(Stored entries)
-*-*-

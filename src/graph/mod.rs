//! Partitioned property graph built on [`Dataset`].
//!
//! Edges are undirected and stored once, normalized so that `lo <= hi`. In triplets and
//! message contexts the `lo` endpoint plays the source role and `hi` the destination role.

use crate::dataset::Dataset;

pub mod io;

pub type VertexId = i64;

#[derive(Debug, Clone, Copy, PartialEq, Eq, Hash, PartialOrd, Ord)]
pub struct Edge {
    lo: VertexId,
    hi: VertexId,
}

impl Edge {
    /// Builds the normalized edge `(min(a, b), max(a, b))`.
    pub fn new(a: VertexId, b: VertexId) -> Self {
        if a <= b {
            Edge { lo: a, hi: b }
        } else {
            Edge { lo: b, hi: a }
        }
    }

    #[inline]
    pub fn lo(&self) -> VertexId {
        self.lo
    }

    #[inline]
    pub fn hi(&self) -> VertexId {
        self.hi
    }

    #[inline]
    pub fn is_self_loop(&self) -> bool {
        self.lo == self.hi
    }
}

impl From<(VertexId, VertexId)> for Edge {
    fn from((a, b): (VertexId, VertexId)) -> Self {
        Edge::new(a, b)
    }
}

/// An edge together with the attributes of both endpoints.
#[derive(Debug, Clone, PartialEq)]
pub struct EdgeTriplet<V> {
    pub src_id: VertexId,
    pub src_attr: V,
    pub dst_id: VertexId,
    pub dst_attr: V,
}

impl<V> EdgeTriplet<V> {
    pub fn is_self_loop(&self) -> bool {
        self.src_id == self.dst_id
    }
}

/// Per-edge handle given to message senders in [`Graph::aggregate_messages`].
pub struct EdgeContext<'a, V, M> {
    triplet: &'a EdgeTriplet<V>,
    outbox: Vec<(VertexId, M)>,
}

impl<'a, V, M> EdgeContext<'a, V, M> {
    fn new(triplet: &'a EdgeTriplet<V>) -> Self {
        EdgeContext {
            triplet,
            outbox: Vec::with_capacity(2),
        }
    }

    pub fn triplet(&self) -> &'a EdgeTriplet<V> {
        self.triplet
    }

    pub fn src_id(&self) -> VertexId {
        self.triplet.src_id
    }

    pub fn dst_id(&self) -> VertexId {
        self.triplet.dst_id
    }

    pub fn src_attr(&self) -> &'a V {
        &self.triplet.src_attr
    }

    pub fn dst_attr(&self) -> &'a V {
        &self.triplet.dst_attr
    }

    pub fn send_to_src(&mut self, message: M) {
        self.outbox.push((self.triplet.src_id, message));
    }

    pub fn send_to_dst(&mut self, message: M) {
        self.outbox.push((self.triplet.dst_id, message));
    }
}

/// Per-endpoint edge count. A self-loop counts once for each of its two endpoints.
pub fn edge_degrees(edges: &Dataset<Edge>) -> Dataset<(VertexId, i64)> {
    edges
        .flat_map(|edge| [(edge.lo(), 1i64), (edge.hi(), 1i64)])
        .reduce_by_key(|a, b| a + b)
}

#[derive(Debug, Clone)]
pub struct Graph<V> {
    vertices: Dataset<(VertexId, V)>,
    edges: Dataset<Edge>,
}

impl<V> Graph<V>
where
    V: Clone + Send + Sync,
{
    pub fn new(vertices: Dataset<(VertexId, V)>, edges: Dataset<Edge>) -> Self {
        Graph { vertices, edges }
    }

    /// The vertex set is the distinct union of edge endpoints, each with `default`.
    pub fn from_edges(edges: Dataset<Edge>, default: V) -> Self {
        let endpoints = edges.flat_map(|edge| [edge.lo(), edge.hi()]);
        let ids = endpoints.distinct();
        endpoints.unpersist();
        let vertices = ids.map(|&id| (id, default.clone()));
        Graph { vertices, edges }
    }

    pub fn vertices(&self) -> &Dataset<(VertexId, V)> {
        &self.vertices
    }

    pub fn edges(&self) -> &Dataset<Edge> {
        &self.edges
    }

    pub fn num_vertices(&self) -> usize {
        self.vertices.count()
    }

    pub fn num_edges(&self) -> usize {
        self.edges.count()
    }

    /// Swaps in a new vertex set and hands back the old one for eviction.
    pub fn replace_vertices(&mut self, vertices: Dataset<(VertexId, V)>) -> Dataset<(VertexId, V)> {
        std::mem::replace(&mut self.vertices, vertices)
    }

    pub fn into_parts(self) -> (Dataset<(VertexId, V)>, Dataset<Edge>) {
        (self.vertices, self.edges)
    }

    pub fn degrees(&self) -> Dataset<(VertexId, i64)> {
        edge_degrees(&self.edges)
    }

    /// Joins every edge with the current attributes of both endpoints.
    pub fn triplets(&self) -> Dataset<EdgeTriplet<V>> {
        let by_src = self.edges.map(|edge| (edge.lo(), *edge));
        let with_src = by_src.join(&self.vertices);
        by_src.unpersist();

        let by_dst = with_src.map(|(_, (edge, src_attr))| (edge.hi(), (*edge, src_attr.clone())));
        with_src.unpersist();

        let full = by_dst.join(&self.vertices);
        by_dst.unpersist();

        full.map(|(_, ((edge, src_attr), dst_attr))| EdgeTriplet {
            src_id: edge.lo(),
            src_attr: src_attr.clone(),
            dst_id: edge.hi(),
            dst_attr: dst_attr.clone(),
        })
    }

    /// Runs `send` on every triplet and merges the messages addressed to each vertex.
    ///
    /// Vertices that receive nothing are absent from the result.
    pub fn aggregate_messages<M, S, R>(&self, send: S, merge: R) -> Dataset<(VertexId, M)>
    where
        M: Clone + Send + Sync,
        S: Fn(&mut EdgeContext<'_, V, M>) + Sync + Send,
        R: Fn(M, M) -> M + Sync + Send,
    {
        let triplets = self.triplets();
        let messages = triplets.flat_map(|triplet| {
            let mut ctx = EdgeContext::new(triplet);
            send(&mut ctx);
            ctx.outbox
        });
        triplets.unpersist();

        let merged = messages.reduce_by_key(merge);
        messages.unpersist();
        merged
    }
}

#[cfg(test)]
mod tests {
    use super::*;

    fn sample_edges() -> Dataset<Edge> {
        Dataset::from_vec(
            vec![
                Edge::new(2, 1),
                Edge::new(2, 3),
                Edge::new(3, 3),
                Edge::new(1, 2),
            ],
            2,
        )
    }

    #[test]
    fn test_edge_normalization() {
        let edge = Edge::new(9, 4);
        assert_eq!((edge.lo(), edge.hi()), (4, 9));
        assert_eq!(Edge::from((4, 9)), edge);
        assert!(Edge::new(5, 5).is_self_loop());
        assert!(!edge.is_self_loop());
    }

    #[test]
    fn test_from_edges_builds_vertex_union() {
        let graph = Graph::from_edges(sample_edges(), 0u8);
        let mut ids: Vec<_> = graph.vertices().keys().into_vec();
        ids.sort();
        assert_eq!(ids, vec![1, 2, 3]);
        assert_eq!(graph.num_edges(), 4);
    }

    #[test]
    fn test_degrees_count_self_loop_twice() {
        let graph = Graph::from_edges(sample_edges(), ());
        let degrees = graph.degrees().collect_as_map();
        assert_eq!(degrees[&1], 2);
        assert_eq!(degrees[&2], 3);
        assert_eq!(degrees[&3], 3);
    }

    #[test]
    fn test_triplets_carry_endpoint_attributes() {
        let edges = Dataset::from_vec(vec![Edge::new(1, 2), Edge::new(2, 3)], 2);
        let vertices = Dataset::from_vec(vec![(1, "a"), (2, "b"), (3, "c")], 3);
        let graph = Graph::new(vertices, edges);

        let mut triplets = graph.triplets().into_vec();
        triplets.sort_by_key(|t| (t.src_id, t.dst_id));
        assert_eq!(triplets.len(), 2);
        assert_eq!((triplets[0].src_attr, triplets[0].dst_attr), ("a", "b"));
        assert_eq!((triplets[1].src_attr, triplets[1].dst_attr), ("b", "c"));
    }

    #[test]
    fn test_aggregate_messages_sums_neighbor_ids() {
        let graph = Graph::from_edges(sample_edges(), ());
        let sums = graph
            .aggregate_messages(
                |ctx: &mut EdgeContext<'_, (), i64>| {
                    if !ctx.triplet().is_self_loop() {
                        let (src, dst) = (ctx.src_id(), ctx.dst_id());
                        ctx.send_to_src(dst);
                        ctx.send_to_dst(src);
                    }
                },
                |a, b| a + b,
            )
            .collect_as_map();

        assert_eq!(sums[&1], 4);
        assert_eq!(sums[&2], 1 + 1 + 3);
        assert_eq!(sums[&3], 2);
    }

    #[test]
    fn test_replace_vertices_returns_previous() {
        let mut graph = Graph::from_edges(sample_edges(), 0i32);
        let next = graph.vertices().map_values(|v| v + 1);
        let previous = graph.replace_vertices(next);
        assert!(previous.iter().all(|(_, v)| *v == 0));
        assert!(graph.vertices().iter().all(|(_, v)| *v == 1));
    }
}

-*-*-

_Task instructions:_
If the word "PartialEq" is on a line above, return that line.

_Result of the exercise:_
#[derive(Debug, Clone, Copy, PartialEq, Eq, Hash, PartialOrd, Ord)]
#[derive(Debug, Clone, PartialEq)]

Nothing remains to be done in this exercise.